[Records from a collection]
---+---

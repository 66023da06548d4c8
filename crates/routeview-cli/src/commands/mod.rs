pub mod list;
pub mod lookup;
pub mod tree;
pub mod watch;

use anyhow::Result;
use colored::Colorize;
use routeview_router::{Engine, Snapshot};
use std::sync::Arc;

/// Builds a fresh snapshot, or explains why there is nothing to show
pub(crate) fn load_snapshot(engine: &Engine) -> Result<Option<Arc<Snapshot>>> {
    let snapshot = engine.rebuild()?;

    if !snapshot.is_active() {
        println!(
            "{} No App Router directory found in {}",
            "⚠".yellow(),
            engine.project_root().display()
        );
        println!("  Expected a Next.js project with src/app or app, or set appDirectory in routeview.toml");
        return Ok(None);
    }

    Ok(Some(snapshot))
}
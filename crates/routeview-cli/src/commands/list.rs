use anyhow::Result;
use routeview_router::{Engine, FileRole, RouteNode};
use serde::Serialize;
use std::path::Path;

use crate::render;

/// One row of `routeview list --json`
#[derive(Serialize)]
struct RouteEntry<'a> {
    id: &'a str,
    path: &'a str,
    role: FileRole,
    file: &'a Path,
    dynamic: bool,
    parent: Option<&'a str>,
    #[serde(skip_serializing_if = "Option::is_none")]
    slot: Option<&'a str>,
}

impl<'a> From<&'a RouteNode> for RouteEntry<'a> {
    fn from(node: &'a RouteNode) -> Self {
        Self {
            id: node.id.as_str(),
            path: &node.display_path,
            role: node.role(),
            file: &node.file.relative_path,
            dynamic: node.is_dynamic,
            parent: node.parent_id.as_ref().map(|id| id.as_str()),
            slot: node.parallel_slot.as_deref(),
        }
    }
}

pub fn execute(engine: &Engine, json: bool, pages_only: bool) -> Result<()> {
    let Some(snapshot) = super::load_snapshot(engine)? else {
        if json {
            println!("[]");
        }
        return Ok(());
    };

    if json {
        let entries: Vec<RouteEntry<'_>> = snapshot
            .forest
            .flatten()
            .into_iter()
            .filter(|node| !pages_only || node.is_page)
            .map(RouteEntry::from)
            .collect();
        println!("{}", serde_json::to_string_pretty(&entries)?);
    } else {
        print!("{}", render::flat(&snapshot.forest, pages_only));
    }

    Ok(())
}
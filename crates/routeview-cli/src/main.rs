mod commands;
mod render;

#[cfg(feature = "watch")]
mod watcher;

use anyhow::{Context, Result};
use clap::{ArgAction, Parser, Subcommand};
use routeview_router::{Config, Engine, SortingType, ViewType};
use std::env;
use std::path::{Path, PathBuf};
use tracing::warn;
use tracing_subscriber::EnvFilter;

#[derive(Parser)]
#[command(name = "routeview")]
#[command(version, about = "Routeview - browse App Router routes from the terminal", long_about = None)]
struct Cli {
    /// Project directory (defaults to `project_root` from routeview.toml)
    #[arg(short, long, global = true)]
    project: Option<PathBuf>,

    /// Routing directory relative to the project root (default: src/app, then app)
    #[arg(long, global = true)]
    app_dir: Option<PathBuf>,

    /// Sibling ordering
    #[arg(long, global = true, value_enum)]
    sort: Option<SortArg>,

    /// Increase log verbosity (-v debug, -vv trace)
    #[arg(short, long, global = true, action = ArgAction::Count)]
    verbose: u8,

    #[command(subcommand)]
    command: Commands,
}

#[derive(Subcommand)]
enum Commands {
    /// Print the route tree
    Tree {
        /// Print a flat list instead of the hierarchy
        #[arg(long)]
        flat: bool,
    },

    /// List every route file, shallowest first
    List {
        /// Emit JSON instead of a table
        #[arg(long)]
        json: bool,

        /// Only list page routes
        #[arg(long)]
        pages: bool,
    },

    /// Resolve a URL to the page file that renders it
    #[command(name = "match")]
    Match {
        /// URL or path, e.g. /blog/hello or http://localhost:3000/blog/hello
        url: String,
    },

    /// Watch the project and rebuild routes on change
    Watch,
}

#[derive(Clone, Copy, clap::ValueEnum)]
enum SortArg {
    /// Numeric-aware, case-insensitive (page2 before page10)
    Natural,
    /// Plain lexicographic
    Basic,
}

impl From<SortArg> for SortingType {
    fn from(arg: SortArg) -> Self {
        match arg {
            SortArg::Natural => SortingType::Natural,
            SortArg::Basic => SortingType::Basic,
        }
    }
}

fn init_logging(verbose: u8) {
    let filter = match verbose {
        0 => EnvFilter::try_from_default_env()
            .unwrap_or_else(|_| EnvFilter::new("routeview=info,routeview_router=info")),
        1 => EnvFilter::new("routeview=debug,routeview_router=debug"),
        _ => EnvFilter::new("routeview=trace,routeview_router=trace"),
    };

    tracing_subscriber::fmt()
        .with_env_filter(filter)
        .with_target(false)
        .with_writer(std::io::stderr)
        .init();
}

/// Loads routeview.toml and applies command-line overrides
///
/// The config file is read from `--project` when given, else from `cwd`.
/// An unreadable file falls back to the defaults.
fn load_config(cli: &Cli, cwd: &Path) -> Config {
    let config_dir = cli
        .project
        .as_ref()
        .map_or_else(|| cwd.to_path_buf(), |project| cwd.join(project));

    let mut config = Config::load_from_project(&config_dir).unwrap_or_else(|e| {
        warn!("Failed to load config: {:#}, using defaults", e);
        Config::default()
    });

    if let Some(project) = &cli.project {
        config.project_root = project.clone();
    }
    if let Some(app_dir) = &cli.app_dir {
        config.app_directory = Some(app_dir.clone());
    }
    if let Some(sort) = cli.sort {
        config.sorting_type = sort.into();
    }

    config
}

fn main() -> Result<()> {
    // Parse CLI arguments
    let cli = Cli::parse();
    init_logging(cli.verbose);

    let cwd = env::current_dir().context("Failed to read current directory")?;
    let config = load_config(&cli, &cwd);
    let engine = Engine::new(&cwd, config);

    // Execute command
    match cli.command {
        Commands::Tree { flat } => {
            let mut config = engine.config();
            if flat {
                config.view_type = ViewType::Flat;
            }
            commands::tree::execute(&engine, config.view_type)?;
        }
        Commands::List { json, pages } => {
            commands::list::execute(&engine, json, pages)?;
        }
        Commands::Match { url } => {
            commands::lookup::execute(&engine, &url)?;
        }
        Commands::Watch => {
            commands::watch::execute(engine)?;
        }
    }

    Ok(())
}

---+---

• [Task brief]: With the line that has "mod watcher;" as the first and the line that has "#[derive(Parser)]" as the last, repeat exactly that run of lines above and no more.

• [Worked solution]:
mod watcher;

use anyhow::{Context, Result};
use clap::{ArgAction, Parser, Subcommand};
use routeview_router::{Config, Engine, SortingType, ViewType};
use std::env;
use std::path::{Path, PathBuf};
use tracing::warn;
use tracing_subscriber::EnvFilter;

#[derive(Parser)]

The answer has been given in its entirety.